| What to produce |
The lines from the start of the data through the line with "and the width" are to be returned verbatim; all later lines are to be omitted.

| Record excerpts |
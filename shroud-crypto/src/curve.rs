//! Curve adapter.
//!
//! Everything the rest of the workspace needs from the elliptic-curve group goes through this
//! module: base point, scalar parsing, scalar multiplication, point addition, and the 33-byte
//! compressed encoding. Swapping the curve backend means rewriting this file and the width
//! constants in `shroud-core`.
//!
//! ## Compressed Encoding
//!
//! ```text
//! [x-coordinate, 32 bytes big-endian][parity: 0x00 even y, 0x01 odd y]
//! ```
//!
//! Note the parity byte trails the x-coordinate. This is not SEC1 (which leads with 0x02/0x03).

use k256::elliptic_curve::group::Group;
use k256::elliptic_curve::ops::Reduce;
use k256::elliptic_curve::point::{AffineCoordinates, DecompressPoint};
use k256::elliptic_curve::subtle::Choice;
use k256::elliptic_curve::PrimeField;
use k256::{AffinePoint, FieldBytes, ProjectivePoint, Scalar, U256};

use shroud_core::constants::{
    FIELD_ELEMENT_SIZE, PARITY_EVEN, PARITY_ODD, PRIVATE_KEY_SIZE, PUBLIC_KEY_SIZE,
};
use shroud_core::error::{Result, ShroudError};

/// Group element type used throughout the workspace.
pub type Point = ProjectivePoint;

/// Bit length of the group order `n`.
pub const ORDER_BITS: u32 = <Scalar as PrimeField>::NUM_BITS;

/// Returns the curve base point `G`.
pub fn generator() -> Point {
    ProjectivePoint::GENERATOR
}

/// Computes `k·G`.
pub fn mul_base(k: &Scalar) -> Point {
    ProjectivePoint::GENERATOR * k
}

/// Returns true for the point at infinity.
pub fn is_infinity(point: &Point) -> bool {
    point.is_identity().into()
}

// ═══════════════════════════════════════════════════════════════════════════════
// SCALARS
// ═══════════════════════════════════════════════════════════════════════════════

/// Parses a big-endian scalar, accepting only values in `(0, n)`.
pub fn scalar_from_bytes(bytes: &[u8; PRIVATE_KEY_SIZE]) -> Option<Scalar> {
    let scalar: Option<Scalar> = Scalar::from_repr(FieldBytes::from(*bytes)).into();
    scalar.filter(|s| *s != Scalar::ZERO)
}

/// Reduces 32 big-endian bytes modulo `n`.
pub fn reduce_scalar(bytes: &[u8; PRIVATE_KEY_SIZE]) -> Scalar {
    <Scalar as Reduce<U256>>::reduce_bytes(&FieldBytes::from(*bytes))
}

/// Serializes a scalar as 32 big-endian bytes.
pub fn scalar_to_bytes(scalar: &Scalar) -> [u8; PRIVATE_KEY_SIZE] {
    scalar.to_bytes().into()
}

// ═══════════════════════════════════════════════════════════════════════════════
// POINT ENCODING
// ═══════════════════════════════════════════════════════════════════════════════

/// Encodes a point in the 33-byte compressed form.
///
/// # Errors
/// Returns `InvalidPoint` for the point at infinity, which has no affine coordinates.
pub fn encode_point(point: &Point) -> Result<[u8; PUBLIC_KEY_SIZE]> {
    if is_infinity(point) {
        return Err(ShroudError::InvalidPoint("point at infinity".into()));
    }
    Ok(encode_affine(&point.to_affine()))
}

/// Encodes an affine point known to be finite.
pub(crate) fn encode_affine(affine: &AffinePoint) -> [u8; PUBLIC_KEY_SIZE] {
    let mut out = [0u8; PUBLIC_KEY_SIZE];
    copy_right_aligned(&affine.x(), &mut out[..FIELD_ELEMENT_SIZE]);
    out[FIELD_ELEMENT_SIZE] = if bool::from(affine.y_is_odd()) {
        PARITY_ODD
    } else {
        PARITY_EVEN
    };
    out
}

/// Decodes the 33-byte compressed form, recovering `y` from `x` and the parity byte.
///
/// # Errors
/// - `InvalidLength` if `bytes` is not 33 bytes long
/// - `InvalidPoint` if the parity byte is not 0/1 or `x` is not on the curve
pub fn decode_point(bytes: &[u8]) -> Result<Point> {
    if bytes.len() != PUBLIC_KEY_SIZE {
        return Err(ShroudError::InvalidLength {
            expected: PUBLIC_KEY_SIZE,
            actual: bytes.len(),
        });
    }

    let y_is_odd = match bytes[FIELD_ELEMENT_SIZE] {
        PARITY_EVEN => Choice::from(0),
        PARITY_ODD => Choice::from(1),
        other => {
            return Err(ShroudError::InvalidPoint(format!(
                "parity byte must be 0x00 or 0x01, got {other:#04x}"
            )))
        }
    };

    let x = FieldBytes::clone_from_slice(&bytes[..FIELD_ELEMENT_SIZE]);
    let affine: Option<AffinePoint> = AffinePoint::decompress(&x, y_is_odd).into();

    affine
        .map(ProjectivePoint::from)
        .ok_or_else(|| ShroudError::InvalidPoint("x-coordinate is not on the curve".into()))
}

/// Writes `src` into `dst` as a fixed-width big-endian integer.
///
/// Shorter input is left-padded with zeros; longer input keeps its low-order bytes.
fn copy_right_aligned(src: &[u8], dst: &mut [u8]) {
    dst.fill(0);
    if src.len() <= dst.len() {
        let start = dst.len() - src.len();
        dst[start..].copy_from_slice(src);
    } else {
        dst.copy_from_slice(&src[src.len() - dst.len()..]);
    }
}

| Answer for the task |
filename shroud-crypto/src/curve.rs
//! Curve adapter.
//!
//! Everything the rest of the workspace needs from the elliptic-curve group goes through this
//! module: base point, scalar parsing, scalar multiplication, point addition, and the 33-byte
//! compressed encoding. Swapping the curve backend means rewriting this file and the width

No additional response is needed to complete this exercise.